Wednesday, November 17, 2010


Advent will soon be upon us and coming up is the last Sunday in the church year. Advent is a time of preparation, to get myself ready once again for the coming of our Lord to earth as a helpless baby. Each year brings new depth to this great remembering of that world changing event. Even though is a penitential season, as church, we are not fasting. Instead we are feasting and having fellowship on Thursday evenings. I am somewhat sad that we will stop celebrating Matins for a period, but thrilled that throughout Advent, we will have daily Eucharist services. It is daily confirmed that I made the right choice in joining Redeemer. I wish that I could close on this house so that I could buy furniture and really celebrate Christmas in the way my parents taught me. Next year for sure.

Friday, November 5, 2010

Home At Last


After forty-five years, I think I'm finally (back) where I belong. I took so much for granted growing up that I thought after seventeen years I was ready for the world away from my church cocoon. I was very wrong, not prepared at all and maybe I am one of those people who should never stray too far away from the influence of my church. I became convinced some time ago that I should have gone to a Lutheran college. Anyway, over the past years I have been edging back to where I started and it feels good.
I ran across a letter I started a year or so ago and think I should post it:
This is a plea to all the liturgical churches: stop hiding your light. Stop trying to be the mega-church around the corner. Recognize your rightful place within the bride of Christ. I am both sickened and saddened by the direction of modern Christianity. Its almost exclusive focus is on the self, the individual. It's in the sappy music. It's in the pap filled Christian book store around the corner. It's in thousands of Christian pulpits. And, it's driving me crazy. Not only have these churches co-opted the the historical term "evangelical", they have convinced the world that their often heretical brand of Christianity is the main stream of Christianity. This self-help style of Christianity is not only unbiblical, but often no Christianity at all.
I know, I know...other than that, how do you feel?

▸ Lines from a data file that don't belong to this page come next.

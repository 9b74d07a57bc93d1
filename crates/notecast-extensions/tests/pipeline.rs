//! End-to-end pipeline scenarios with the standard extensions.

use std::sync::{Arc, Mutex};

use notecast_extensions::standard_pipeline;
use notecast_pipeline::{
    Destination, Document, JobKind, NullImages, Pipeline, Rendered, Services,
};
use notecast_remote::{RemoteError, RenderQueue, RenderService};
use notecast_resources::{AmmoniaSanitizer, CardStore, ImageRegistry, Sanitize};

struct FakeService {
    calls: Arc<Mutex<Vec<String>>>,
}

impl RenderService for FakeService {
    fn render(&self, _kind: JobKind, source: &str) -> Result<String, RemoteError> {
        self.calls.lock().unwrap().push(source.to_owned());
        Ok(format!("<svg>{source}</svg>"))
    }
}

fn queue() -> (RenderQueue, Arc<Mutex<Vec<String>>>) {
    let calls = Arc::new(Mutex::new(Vec::new()));
    let queue = RenderQueue::new(FakeService {
        calls: Arc::clone(&calls),
    });
    (queue, calls)
}

fn parse_rich(pipeline: &mut Pipeline, remote: &mut RenderQueue, text: &str) -> Rendered {
    let mut images = NullImages;
    let mut services = Services {
        remote,
        images: &mut images,
    };
    pipeline
        .parse(&Document::new("doc", text), Destination::RichHtml, &mut services)
        .expect("parse")
}

#[test]
fn scenario_basic_document() {
    let mut pipeline = standard_pipeline().unwrap();
    let (mut remote, calls) = queue();
    let rendered = parse_rich(&mut pipeline, &mut remote, "# Title\n\nSome *text*.");

    assert!(rendered.output.contains(">Title</h1>"));
    assert!(rendered.output.contains("<p>Some <em>text</em>.</p>"));
    assert_eq!(rendered.placeholders_allocated, 0);
    assert_eq!(rendered.placeholders_pending, 0);
    assert!(calls.lock().unwrap().is_empty());
    assert_eq!(rendered.title.as_deref(), Some("Title"));
}

#[test]
fn scenario_identical_formulas_share_one_request() {
    let mut pipeline = standard_pipeline().unwrap();
    let (mut remote, calls) = queue();
    let rendered = parse_rich(&mut pipeline, &mut remote, "First $x^2$ then $x^2$ again.");

    assert_eq!(rendered.placeholders_allocated, 2);
    assert_eq!(rendered.placeholders_pending, 0);
    assert_eq!(calls.lock().unwrap().len(), 1);
    assert_eq!(rendered.output.matches("<svg>x^2</svg>").count(), 2);
}

#[test]
fn scenario_shared_image_resolves_once() {
    let dir = tempfile::tempdir().unwrap();
    std::fs::create_dir(dir.path().join("img")).unwrap();
    std::fs::write(dir.path().join("img/pic.png"), b"png-bytes").unwrap();

    struct CountingUploader(Mutex<usize>);
    impl notecast_resources::ImageUploader for CountingUploader {
        fn upload(
            &self,
            _data: &[u8],
            filename: &str,
            _token: &str,
        ) -> Result<String, notecast_resources::UploadError> {
            *self.0.lock().unwrap() += 1;
            Ok(format!("https://cdn.example.com/{filename}"))
        }
    }

    let mut pipeline = standard_pipeline().unwrap();
    let (mut remote, _) = queue();
    let mut registry = ImageRegistry::new(dir.path());
    let mut services = Services {
        remote: &mut remote,
        images: &mut registry,
    };
    let rendered = pipeline
        .parse(
            &Document::new("doc", "![a](./img/pic.png)\n\n![b](img/pic.png)"),
            Destination::RichHtml,
            &mut services,
        )
        .unwrap();

    assert_eq!(registry.len(), 1);

    let uploader = CountingUploader(Mutex::new(0));
    registry.upload_all(&uploader, "token");
    registry.upload_all(&uploader, "token");
    assert_eq!(*uploader.0.lock().unwrap(), 1);

    let mut html = rendered.output;
    registry.replace_all(&mut html);
    let url = registry.resolved_url("img/pic.png").unwrap();
    assert_eq!(html.matches(url).count(), 2);
    assert!(!html.contains(r#"src="img/pic.png""#));
}

#[test]
fn scenario_unrecognized_block_falls_back() {
    let mut pipeline = standard_pipeline().unwrap();
    let (mut remote, _) = queue();
    let rendered = parse_rich(
        &mut pipeline,
        &mut remote,
        "> [!mystery]\n> not a known box",
    );
    assert!(rendered.output.contains("<blockquote>"));
    assert!(rendered.output.contains("not a known box"));
}

#[test]
fn widget_round_trip_through_sanitizer() {
    let mut pipeline = standard_pipeline().unwrap();

    struct WidgetService;
    impl RenderService for WidgetService {
        fn render(&self, kind: JobKind, _source: &str) -> Result<String, RemoteError> {
            assert_eq!(kind, JobKind::Widget);
            // Markup a sanitizer would normally mangle.
            Ok(r#"<div data-chart="{&quot;a&quot;:1}" onclick="boot()">chart</div>"#.to_owned())
        }
    }

    let mut remote = RenderQueue::new(WidgetService);
    let mut images = NullImages;
    let mut services = Services {
        remote: &mut remote,
        images: &mut images,
    };
    let rendered = pipeline
        .parse(
            &Document::new("doc", "> [!widget]\n> {\"a\":1}"),
            Destination::RichHtml,
            &mut services,
        )
        .unwrap();

    let mut cards = CardStore::new();
    cards.capture(&rendered.output);
    assert_eq!(cards.len(), 1);

    let sanitizer = AmmoniaSanitizer::new();
    let mut sanitized = sanitizer.sanitize(&rendered.output);
    assert!(!sanitized.contains("onclick"));

    cards.restore(&mut sanitized);
    assert!(sanitized.contains(r#"onclick="boot()""#));
    assert!(sanitized.contains("data-chart"));
}

#[test]
fn heading_numbers_and_footnotes_are_ordered() {
    let mut pipeline = standard_pipeline().unwrap();
    let (mut remote, _) = queue();
    let rendered = parse_rich(
        &mut pipeline,
        &mut remote,
        "# T\n\n## One\n\nref[^z]\n\n## Two\n\nref[^a]\n\n[^z]: zed\n[^a]: ay\n",
    );
    let one = rendered.output.find(">01</span> One").unwrap();
    let two = rendered.output.find(">02</span> Two").unwrap();
    assert!(one < two);
    // Footnote indices follow reference order, not label order.
    let first = rendered.output.find("[1]").unwrap();
    let second = rendered.output.find("[2]").unwrap();
    assert!(first < second);
    assert!(rendered.output.contains("nc-footnotes"));
}

#[test]
fn plain_text_destination_uses_glyphs_and_strips_markup() {
    let mut pipeline = standard_pipeline().unwrap();
    let (mut remote, calls) = queue();
    let mut images = NullImages;
    let mut services = Services {
        remote: &mut remote,
        images: &mut images,
    };
    let rendered = pipeline
        .parse(
            &Document::new(
                "doc",
                "## Plan\n\n- alpha\n- beta\n\n1. one\n2. two\n\n<div>raw</div>\n\nmath $x^2$",
            ),
            Destination::PlainText,
            &mut services,
        )
        .unwrap();

    assert!(rendered.output.contains("❖ Plan"));
    assert!(rendered.output.contains("🔹 alpha"));
    assert!(rendered.output.contains("① one"));
    assert!(rendered.output.contains("② two"));
    assert!(rendered.output.contains("$x^2$"));
    assert!(!rendered.output.contains("<div>"));
    assert!(!rendered.output.contains("\n\n\n"));
    // Plain destinations never touch the remote endpoint.
    assert!(calls.lock().unwrap().is_empty());
}

#[test]
fn re_render_resets_session_counters() {
    let mut pipeline = standard_pipeline().unwrap();
    let (mut remote, _) = queue();
    let first = parse_rich(&mut pipeline, &mut remote, "## A\n\n## B");
    let second = parse_rich(&mut pipeline, &mut remote, "## C");
    assert!(first.output.contains(">01</span> A"));
    assert!(first.output.contains(">02</span> B"));
    // Counters restart per session.
    assert!(second.output.contains(">01</span> C"));
}

#[test]
fn external_links_become_references() {
    let mut pipeline = standard_pipeline().unwrap();
    let (mut remote, _) = queue();
    let rendered = parse_rich(
        &mut pipeline,
        &mut remote,
        "See [docs](https://docs.example.com) and [home](https://example.com).",
    );
    assert!(rendered.output.contains(r#"docs<sup class="nc-ref">[1]</sup>"#));
    assert!(rendered.output.contains(r#"home<sup class="nc-ref">[2]</sup>"#));
    assert!(rendered.output.contains("References"));
    assert!(rendered.output.contains("<li>https://docs.example.com</li>"));
}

Wednesday, November 3, 2010

New Church


It's been since Easter that I've written anything to the blog and so much has happened that I should have posted. I left Oregon on a wild drive to Indiana that included almost running out of gas sixty miles from anywhere and a breakdown in Wyoming. My oldest son, Jeremy, came out to Oregon and drove back with me. So now I am in Fort Wayne, the city of my birth and first seventeen years. But it is forty-five years later and things have changed. I am in the house that I am buying, the closing keeps getting held up, so I am paying rent until the close. In the meantime, I have been holding off buying furniture, so the house is largely empty. On the other hand, it's warm and dry.
After some church shopping, I have joined Redeemer Lutheran, part of the English District of the Missouri Synod of the Lutheran Church. It is a church I have been looking for for some time. I have long felt the LCMS was a liturgical jewel and couldn't figure out why they weren't touting that instead of chasing the church growth movement. Redeemer is a church that is all about liturgical worship in the Lutheran tradition. I have know about it for since I was in high school with "Liz" Lindemann, daughter Redeemer's pastor at that time. The current pastor, Rev. David Peterson is committed to Lutheran worship in it's finest form. I have started going to Morning Prayer daily at 7:10, which I assume we'll keep up until Advent, when we start having daily Eucharist at that time. I feel very blessed to be part of a church community that so honors the Lutheran tradition.
I haven't really made any friends, yet, but I think that is largely my fault. I tend to isolate, instead of joining groups of folk with similar interests. With God's help, I can change all that.